A Darkened Spring
updated 04/05/1993 AT 01:00 AM EDT
•originally published 04/05/1993 AT 01:00 AM EDT
Everybody in the game was searching for those answers last week in the wake of major league baseball's first fatalities since 1979, when the Yankees' Thurman Munson crashed his Cessna Citation in Akron. On March 22, Cleveland pitchers Steve Olin, Tim Crews and Bob Ojeda, out after dark on Clermont's Little Lake Nellie in Crews's 18-foot bass boat, hurtled into the wooden pier at as much as 60 m.p.h. Olin, 27, the Indians' top reliever, was killed instantly; Crews, 31, died of injuries the next morning at Orlando Regional Medical Center; Ojeda, 35, who suffered lacerations of the head, was spared and may soon be released from the hospital. Baseball's spring training, a time of hope and renewal for fans everywhere, was suddenly blighted with grief.
It was meant to be a day of family fun. On their only day off from training, some Indian players planned trips to Universal Studios. But Ojeda and Olin—along with his wife, Patti, their 3-year-old daughter and 7-month-old twins—accepted Tim and Laurie Crews's invitation to join them and their three young kids at their new ranch, 25 miles outside Orlando. "Tim was so proud of the house," says Jim Macaluso, Crews's former coach at Tampa King High School. "It was something he'd worked really hard for, and now he was going to just sit back and enjoy it."

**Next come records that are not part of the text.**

//! A Port owns one UDP socket and the probe cache tracking its in-flight
//! probes.
//!
//! Two loops per Port: an async send loop draining the target input
//! channel, and a blocking receive thread matching echoes back to cache
//! entries. The receive thread doubles as the cache sweeper, converting
//! unreturned probes into loss on the `clean_rate` cadence.

use std::net::SocketAddr;
use std::sync::Arc;
use std::time::{Duration, Instant};

use anyhow::Result;
use crossbeam_channel::Sender;
use socket2::Socket;
use tokio::sync::mpsc;
use tokio_util::sync::CancellationToken;
use tracing::{debug, error, warn};

use crate::collector::cache::ProbeCache;
use crate::probe::{now_ns, PathDist, Probe, Signature};
use crate::socket;
use crate::wire;

/// How long a receive blocks before re-checking cancellation. Without this
/// pump a stopped Port could sit in the kernel forever.
pub const DEFAULT_READ_TIMEOUT: Duration = Duration::from_millis(200);
/// How long a probe counts as outstanding before it becomes loss.
pub const DEFAULT_CACHE_TIMEOUT: Duration = Duration::from_secs(2);
/// Cadence of the sweep that turns expired cache entries into results.
pub const DEFAULT_CLEAN_RATE: Duration = Duration::from_secs(5);

struct PortInner {
    socket: Socket,
    local: SocketAddr,
    tos: u8,
    cache: ProbeCache,
    read_timeout: Duration,
    clean_rate: Duration,
    cancel: CancellationToken,
}

/// One probe socket with its cache and control wiring. Built idle; the
/// loops start when [`Port::spawn`] is called by the owning group.
pub struct Port {
    inner: Arc<PortInner>,
}

/// Join handles for a running Port's two loops.
pub struct PortHandle {
    pub send_task: tokio::task::JoinHandle<()>,
    pub recv_thread: std::thread::JoinHandle<()>,
}

impl Port {
    /// Bind a socket and prepare the cache. The eviction sink (`cbc`) is
    /// installed here so probes expiring before the loops start are still
    /// accounted.
    pub fn bind(
        bind: SocketAddr,
        tos: u8,
        cache_timeout: Duration,
        clean_rate: Duration,
        read_timeout: Duration,
        cbc: Sender<Probe>,
        cancel: CancellationToken,
    ) -> Result<Self> {
        let socket = socket::bind_udp(bind, tos, read_timeout)?;
        let local = socket::local_addr(&socket)?;
        let cache = ProbeCache::new(cache_timeout);
        cache.set_sink(cbc);
        Ok(Self {
            inner: Arc::new(PortInner {
                socket,
                local,
                tos,
                cache,
                read_timeout,
                clean_rate,
                cancel,
            }),
        })
    }

    /// Address the socket is bound to; the source side of every PathDist
    /// this Port produces.
    pub fn local_addr(&self) -> SocketAddr {
        self.inner.local
    }

    /// ToS byte probes from this Port carry. Fixed at configuration time
    /// for collector ports.
    pub fn tos(&self) -> u8 {
        self.inner.tos
    }

    /// Start the send loop and the receive thread, consuming the Port.
    pub fn spawn(self, input: mpsc::Receiver<SocketAddr>) -> PortHandle {
        let send_inner = Arc::clone(&self.inner);
        let recv_inner = Arc::clone(&self.inner);
        PortHandle {
            send_task: tokio::spawn(send_loop(send_inner, input)),
            recv_thread: std::thread::spawn(move || recv_loop(recv_inner)),
        }
    }
}

/// Drain target addresses and emit one probe per address.
///
/// The cache insert happens before the send syscall, so a matched echo can
/// never observe a missing entry for its own signature.
async fn send_loop(inner: Arc<PortInner>, mut input: mpsc::Receiver<SocketAddr>) {
    loop {
        tokio::select! {
            _ = inner.cancel.cancelled() => {
                debug!(local = %inner.local, "port send loop stopped");
                return;
            }
            addr = input.recv() => {
                let Some(addr) = addr else {
                    debug!(local = %inner.local, "port input channel closed");
                    return;
                };
                let signature = Signature::generate();
                let sent_ns = now_ns();
                let probe = Probe {
                    path: PathDist::new(inner.local, addr),
                    tos: inner.tos,
                    sent_ns,
                    recv_ns: 0,
                };
                inner.cache.set(signature, probe);
                let frame = wire::WireProbe::new(signature, inner.tos, sent_ns).encode();
                if let Err(e) = socket::send_to(&inner.socket, &frame, addr) {
                    // Transient conditions (ENOBUFS, unreachable) are not
                    // worth a dead Port; the probe will age out as loss.
                    warn!(local = %inner.local, dst = %addr, error = %e, "probe send failed");
                }
            }
        }
    }
}

/// Match echoes back to cache entries and run the TTL sweep.
fn recv_loop(inner: Arc<PortInner>) {
    let mut buf = [0u8; 4096];
    let mut last_sweep = Instant::now();

    loop {
        if inner.cancel.is_cancelled() {
            // Outstanding probes expire silently from here on; reporting
            // them as loss would make every shutdown look like an outage.
            inner.cache.clear_sink();
            debug!(local = %inner.local, "port recv loop stopped");
            return;
        }

        match socket::recv_from(&inner.socket, &mut buf) {
            Ok((len, _from)) => match wire::decode_any(&buf[..len]) {
                Ok(echo) => {
                    if let Some(mut probe) = inner.cache.get(&echo.signature) {
                        probe.recv_ns = now_ns();
                        inner.cache.expire_now(echo.signature, probe);
                    }
                    // Unknown signature: the entry already aged out, the
                    // loss was recorded at expiry. Drop silently.
                }
                Err(e) => {
                    warn!(local = %inner.local, error = %e, "malformed probe payload dropped");
                }
            },
            Err(e) if socket::is_timeout(&e) => {
                // Deadline pump; falls through to the sweep check.
            }
            Err(e) => {
                if !inner.cancel.is_cancelled() {
                    error!(local = %inner.local, error = %e, "port receive failed, closing port");
                }
                inner.cache.clear_sink();
                return;
            }
        }

        if last_sweep.elapsed() >= inner.clean_rate {
            inner.cache.sweep();
            last_sweep = Instant::now();
        }
    }
}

A fishing party, originally planned for the afternoon, was delayed by rain. A little after 7, Crews cranked up the 150-hp outboard and, with Olin and Ojeda beside him, took a spin around the 125-acre lake before heading for shore to pick up buddy Perry Brismond. "I heard them hit something," Brismond told the press. But Brismond didn't know they were in trouble until he heard Ojeda screaming for help.

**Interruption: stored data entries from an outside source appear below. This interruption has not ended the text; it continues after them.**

//! Integration tests for the probe→reflect→summarize pipeline.
//!
//! Everything runs over loopback sockets: a real reflector echoes real
//! probes, and results flow through the same channels the collector wires
//! up in production.

use std::net::{IpAddr, Ipv4Addr, SocketAddr};
use std::time::Duration;

use tokio_util::sync::CancellationToken;

use netpulse::collector::handler::ResultHandler;
use netpulse::collector::ratelimit::RateLimiter;
use netpulse::collector::runner::TestRunner;
use netpulse::collector::summary::{bucket_key, summarize_set, Summarizer};
use netpulse::collector::DEFAULT_CHANNEL_SIZE;
use netpulse::probe::{Probe, ProbeResult};
use netpulse::reflector::Reflector;

fn loopback() -> SocketAddr {
    SocketAddr::new(IpAddr::V4(Ipv4Addr::LOCALHOST), 0)
}

/// Build a runner with one port and the given timeouts, pointed at `target`.
fn runner_for(
    cbc: crossbeam_channel::Sender<Probe>,
    cancel: CancellationToken,
    target: SocketAddr,
    cps: f64,
    timeout: Duration,
) -> TestRunner {
    let mut runner = TestRunner::new(cbc, RateLimiter::new(cps), cancel);
    runner
        .add_port(loopback(), 0, timeout, timeout / 2, Duration::from_millis(20))
        .expect("port bind");
    runner.targets().set(vec![target]);
    runner
}

#[tokio::test(flavor = "multi_thread")]
async fn probes_echoed_by_a_reflector_become_rtt_results() {
    let cancel = CancellationToken::new();

    let reflector = Reflector::bind(
        loopback(),
        10_000.0,
        Duration::from_millis(20),
        cancel.clone(),
    )
    .expect("reflector bind");
    let reflector_addr = reflector.local_addr();
    let reflector_thread = reflector.spawn();

    let (cbc_tx, cbc_rx) = crossbeam_channel::bounded(DEFAULT_CHANNEL_SIZE);
    let (results_tx, results_rx) = crossbeam_channel::bounded(DEFAULT_CHANNEL_SIZE);
    let handler = ResultHandler::new(cbc_rx, results_tx, cancel.clone()).spawn();

    let runner = runner_for(
        cbc_tx,
        cancel.clone(),
        reflector_addr,
        10.0,
        Duration::from_secs(2),
    );
    let runner_handle = runner.run();

    let result = results_rx
        .recv_timeout(Duration::from_secs(5))
        .expect("a completed result should arrive");
    assert!(!result.lost, "loopback echo should not be lost");
    assert!(result.rtt_ns > 0);
    assert!(result.done_ns > 0);
    assert_eq!(result.path.dst_ip, reflector_addr.ip());
    assert_eq!(result.path.dst_port, reflector_addr.port());
    assert!(result.path.src_ip.is_loopback());

    cancel.cancel();
    runner_handle.cycle_task.await.unwrap();
    runner_handle.group.mux_task.await.unwrap();
    for port in runner_handle.group.ports {
        port.send_task.await.unwrap();
        port.recv_thread.join().unwrap();
    }
    handler.join().unwrap();
    reflector_thread.join().unwrap();
}

#[tokio::test(flavor = "multi_thread")]
async fn unanswered_targets_become_loss_results() {
    let cancel = CancellationToken::new();

    // A bound socket that never replies.
    let silent = netpulse::socket::bind_udp(loopback(), 0, Duration::from_millis(500))
        .expect("silent socket");
    let silent_addr = netpulse::socket::local_addr(&silent).expect("silent addr");

    let (cbc_tx, cbc_rx) = crossbeam_channel::bounded(DEFAULT_CHANNEL_SIZE);
    let (results_tx, results_rx) = crossbeam_channel::bounded(DEFAULT_CHANNEL_SIZE);
    let handler = ResultHandler::new(cbc_rx, results_tx, cancel.clone()).spawn();

    let runner = runner_for(
        cbc_tx,
        cancel.clone(),
        silent_addr,
        5.0,
        Duration::from_millis(200),
    );
    let runner_handle = runner.run();

    let result = results_rx
        .recv_timeout(Duration::from_secs(5))
        .expect("an expired result should arrive");
    assert!(result.lost);
    assert_eq!(result.rtt_ns, 0);
    assert_eq!(result.path.dst_ip, silent_addr.ip());

    cancel.cancel();
    runner_handle.cycle_task.await.unwrap();
    runner_handle.group.mux_task.await.unwrap();
    for port in runner_handle.group.ports {
        port.send_task.await.unwrap();
        port.recv_thread.join().unwrap();
    }
    handler.join().unwrap();
}

#[tokio::test(flavor = "multi_thread")]
async fn two_port_group_probes_every_path() {
    let cancel = CancellationToken::new();

    let reflector = Reflector::bind(
        loopback(),
        10_000.0,
        Duration::from_millis(20),
        cancel.clone(),
    )
    .expect("reflector bind");
    let reflector_addr = reflector.local_addr();
    let reflector_thread = reflector.spawn();

    let (cbc_tx, cbc_rx) = crossbeam_channel::bounded(DEFAULT_CHANNEL_SIZE);
    let (results_tx, results_rx) = crossbeam_channel::bounded(DEFAULT_CHANNEL_SIZE);
    let handler = ResultHandler::new(cbc_rx, results_tx, cancel.clone()).spawn();

    let timeout = Duration::from_secs(2);
    let mut runner = TestRunner::new(cbc_tx, RateLimiter::new(10.0), cancel.clone());
    for _ in 0..2 {
        runner
            .add_port(loopback(), 0, timeout, timeout / 2, Duration::from_millis(20))
            .expect("port bind");
    }
    runner.targets().set(vec![reflector_addr]);
    let runner_handle = runner.run();

    // Each cycle fans the one target out to both ports, so completed
    // results arrive from two distinct source ports.
    let mut src_ports = std::collections::HashSet::new();
    for _ in 0..8 {
        let result = results_rx
            .recv_timeout(Duration::from_secs(5))
            .expect("results from both ports");
        assert!(!result.lost);
        src_ports.insert(result.path.src_port);
        if src_ports.len() == 2 {
            break;
        }
    }
    assert_eq!(src_ports.len(), 2, "both ports should complete probes");

    cancel.cancel();
    runner_handle.cycle_task.await.unwrap();
    runner_handle.group.mux_task.await.unwrap();
    for port in runner_handle.group.ports {
        port.send_task.await.unwrap();
        port.recv_thread.join().unwrap();
    }
    handler.join().unwrap();
    reflector_thread.join().unwrap();
}

#[tokio::test(flavor = "multi_thread")]
async fn summarizer_publishes_windowed_stats_from_live_results() {
    let cancel = CancellationToken::new();
    let (results_tx, results_rx) = crossbeam_channel::bounded(DEFAULT_CHANNEL_SIZE);

    let summarizer = Summarizer::new(results_rx, Duration::from_secs(1), 2, cancel.clone());
    let cache = summarizer.cache();
    let handle = summarizer.run();

    let path = netpulse::probe::PathDist::new(
        SocketAddr::new(IpAddr::V4(Ipv4Addr::LOCALHOST), 4000),
        SocketAddr::new(IpAddr::V4(Ipv4Addr::new(127, 0, 0, 2)), 8100),
    );
    for rtt_ns in [1_000_000u64, 2_000_000, 3_000_000] {
        results_tx
            .send(ProbeResult {
                path: path.clone(),
                rtt_ns,
                done_ns: rtt_ns,
                lost: false,
            })
            .unwrap();
    }
    results_tx
        .send(ProbeResult {
            path: path.clone(),
            rtt_ns: 0,
            done_ns: 0,
            lost: true,
        })
        .unwrap();

    // Alignment can consume up to one interval, then one more to tick;
    // poll fast enough to observe the window before the next (empty) one
    // replaces it.
    let deadline = std::time::Instant::now() + Duration::from_secs(10);
    let summaries = loop {
        let snapshot = cache.snapshot();
        if !snapshot.is_empty() {
            break snapshot;
        }
        assert!(
            std::time::Instant::now() < deadline,
            "summarizer never published"
        );
        tokio::time::sleep(Duration::from_millis(20)).await;
    };

    assert_eq!(summaries.len(), 1);
    let summary = &summaries[0];
    assert_eq!(summary.sent, 4);
    assert_eq!(summary.lost, 1);
    assert_eq!(summary.loss_pct, 25.0);
    assert_eq!(summary.rtt_avg, 2.0);
    assert_eq!(summary.rtt_min, 1.0);
    assert_eq!(summary.rtt_max, 3.0);

    cancel.cancel();
    handle.tick_task.await.unwrap();
    for thread in handle.store_threads {
        thread.join().unwrap();
    }
}

#[test]
fn summaries_group_by_source_destination_pair() {
    let src_a = SocketAddr::new(IpAddr::V4(Ipv4Addr::new(10, 0, 0, 1)), 1111);
    let src_b = SocketAddr::new(IpAddr::V4(Ipv4Addr::new(10, 0, 0, 1)), 2222);
    let dst = SocketAddr::new(IpAddr::V4(Ipv4Addr::new(10, 0, 0, 9)), 8100);

    let key_a = bucket_key(&netpulse::probe::PathDist::new(src_a, dst));
    let key_b = bucket_key(&netpulse::probe::PathDist::new(src_b, dst));
    assert_eq!(key_a, key_b, "port differences must not split buckets");

    let summary = summarize_set(&[ProbeResult {
        path: netpulse::probe::PathDist::new(src_a, dst),
        rtt_ns: 4_000_000,
        done_ns: 4_000_000,
        lost: false,
    }])
    .unwrap();
    assert_eq!(summary.path.dst_ip, dst.ip());
    assert_eq!(summary.rtt_avg, 4.0);
}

According to reports, all three men's heads hit the pier, which stands three feet above the water's surface. The boat continued on, slopping 50 feet farther on a nearby grassy island. Investigators found its throttle almost fully open. They also found an unopened six-pack of beer and a "mostly filled" bottle of vodka.

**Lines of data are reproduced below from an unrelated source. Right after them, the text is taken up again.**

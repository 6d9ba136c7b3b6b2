//! Reflector: echoes probe datagrams back to their sender with the
//! requested ToS marking.

use std::net::SocketAddr;
use std::time::Duration;

use anyhow::Result;
use socket2::Socket;
use tokio_util::sync::CancellationToken;
use tracing::{debug, info, warn};

use crate::collector::ratelimit::RateLimiter;
use crate::socket;
use crate::wire;

/// Default port reflectors listen on.
pub const DEFAULT_REFLECTOR_PORT: u16 = 8100;

/// A single-socket echo loop.
///
/// The socket's ToS byte is updated in place when a probe requests a
/// different marking, which assumes exclusive control: run one reflector
/// per socket, never several.
pub struct Reflector {
    sock: Socket,
    local: SocketAddr,
    ipv6: bool,
    limiter: RateLimiter,
    cancel: CancellationToken,
}

impl Reflector {
    /// Bind the echo socket. `pps` caps how many datagrams per second are
    /// reflected.
    pub fn bind(
        bind: SocketAddr,
        pps: f64,
        read_timeout: Duration,
        cancel: CancellationToken,
    ) -> Result<Self> {
        let sock = socket::bind_udp(bind, 0, read_timeout)?;
        let local = socket::local_addr(&sock)?;
        Ok(Self {
            sock,
            local,
            ipv6: bind.is_ipv6(),
            limiter: RateLimiter::new(pps),
            cancel,
        })
    }

    pub fn local_addr(&self) -> SocketAddr {
        self.local
    }

    /// Run the echo loop on the calling thread until cancelled.
    pub fn run(self) {
        let mut buf = [0u8; 4096];
        let mut current_tos = 0u8;
        info!(local = %self.local, "beginning reflection");

        loop {
            if self.cancel.is_cancelled() {
                info!(local = %self.local, "reflector stopped");
                return;
            }
            // Pace before the read so a flood cannot outrun the limiter.
            self.limiter.acquire_blocking();

            let (len, peer) = match socket::recv_from(&self.sock, &mut buf) {
                Ok(received) => received,
                Err(e) if socket::is_timeout(&e) => continue,
                Err(e) => {
                    warn!(local = %self.local, error = %e, "reflector receive failed");
                    continue;
                }
            };

            // Only probe payloads are reflected; anything else is noise.
            let probe = match wire::decode_any(&buf[..len]) {
                Ok(probe) => probe,
                Err(e) => {
                    debug!(peer = %peer, error = %e, "ignoring non-probe datagram");
                    continue;
                }
            };

            // Retag the socket before replying so the echo carries the
            // marking the collector asked for.
            if probe.tos != current_tos {
                match socket::set_tos(&self.sock, probe.tos, self.ipv6) {
                    Ok(()) => current_tos = probe.tos,
                    Err(e) => warn!(tos = probe.tos, error = %e, "failed to set ToS"),
                }
            }

            if let Err(e) = socket::send_to(&self.sock, &buf[..len], peer) {
                warn!(peer = %peer, error = %e, "echo send failed");
            }
        }
    }

    /// Run the echo loop on a dedicated OS thread.
    pub fn spawn(self) -> std::thread::JoinHandle<()> {
        std::thread::spawn(move || self.run())
    }
}
//! Reflector daemon: echoes probes back to collectors.

use std::net::SocketAddr;
use std::time::Duration;

use anyhow::Result;
use clap::Parser;
use tokio_util::sync::CancellationToken;
use tracing::info;
use tracing_subscriber::EnvFilter;

use netpulse::reflector::Reflector;

/// Listens for UDP probes and sends them back with the requested ToS.
#[derive(Parser, Debug)]
#[command(name = "netpulse-reflector")]
#[command(author, version, about, long_about = None)]
struct Args {
    /// Address to listen on
    #[arg(short = 'b', long = "bind", default_value = "0.0.0.0:8100")]
    bind: SocketAddr,

    /// Maximum datagrams reflected per second
    #[arg(long = "pps", default_value_t = 10_000.0)]
    pps: f64,

    /// Socket read timeout in milliseconds
    #[arg(long = "read-timeout-ms", default_value_t = 200)]
    read_timeout_ms: u64,
}

#[tokio::main]
async fn main() -> Result<()> {
    tracing_subscriber::fmt()
        .with_env_filter(
            EnvFilter::try_from_default_env().unwrap_or_else(|_| EnvFilter::new("info")),
        )
        .init();

    let args = Args::parse();
    anyhow::ensure!(args.pps > 0.0, "--pps must be positive");

    let cancel = CancellationToken::new();
    let reflector = Reflector::bind(
        args.bind,
        args.pps,
        Duration::from_millis(args.read_timeout_ms),
        cancel.clone(),
    )?;
    info!(local = %reflector.local_addr(), pps = args.pps, "reflector ready");
    let handle = reflector.spawn();

    tokio::signal::ctrl_c().await?;
    info!("shutting down");
    cancel.cancel();
    handle.join().ok();
    Ok(())
}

As Laurie Crews and Patti Olin turned their attention to their children and last Wednesday's memorial service in Winter Haven—and the team, with the help of a therapist, grappled with the tragedy—friends and mentors grieved openly. "I've known Timmy since he was 8 or 9 in Little League," says Macaluso, who describes Crews, who grew up in Tampa as a "caring, loving soul," an overachiever who made the majors on sheer desire.
Just two Fridays ago, Macaluso organized a ceremony in which Tampa King High retired Crews's uniform. "I don't know how many times Timmy came up to thank me for the evening," says Macaluso. "I'd say, 'No, we're here to thank you tonight because we're so proud of you.' "
Meanwhile, across the country in Vancouver, Wash., people were remembering Steve Olin. "We used to call him Yoda," says Dwight Boss, 29, a summer league teammate, referring to the gnomelike character in Star Wars, "because he was so skinny and tall and had such little shoulders."
During the off-season, Olin would return to Portland (Oreg.) State University, where he played college ball, to practice with coach Jack Dunn. "Our roles kind of reversed," says Dunn, "because he'd come back and show me the things he had learned in the majors. Before he left this year," Dunn continues, "I gave him a big hug. It was at practice, and I was kind of afraid it might embarrass him in front of all the other guys. But now I'm glad I did it."
Heading to his car after his vigil at the pier, Feller put the terrible accident in perspective. "They were good men," said the leathery Hall of Famer. "But the game must go on. You've got to go on."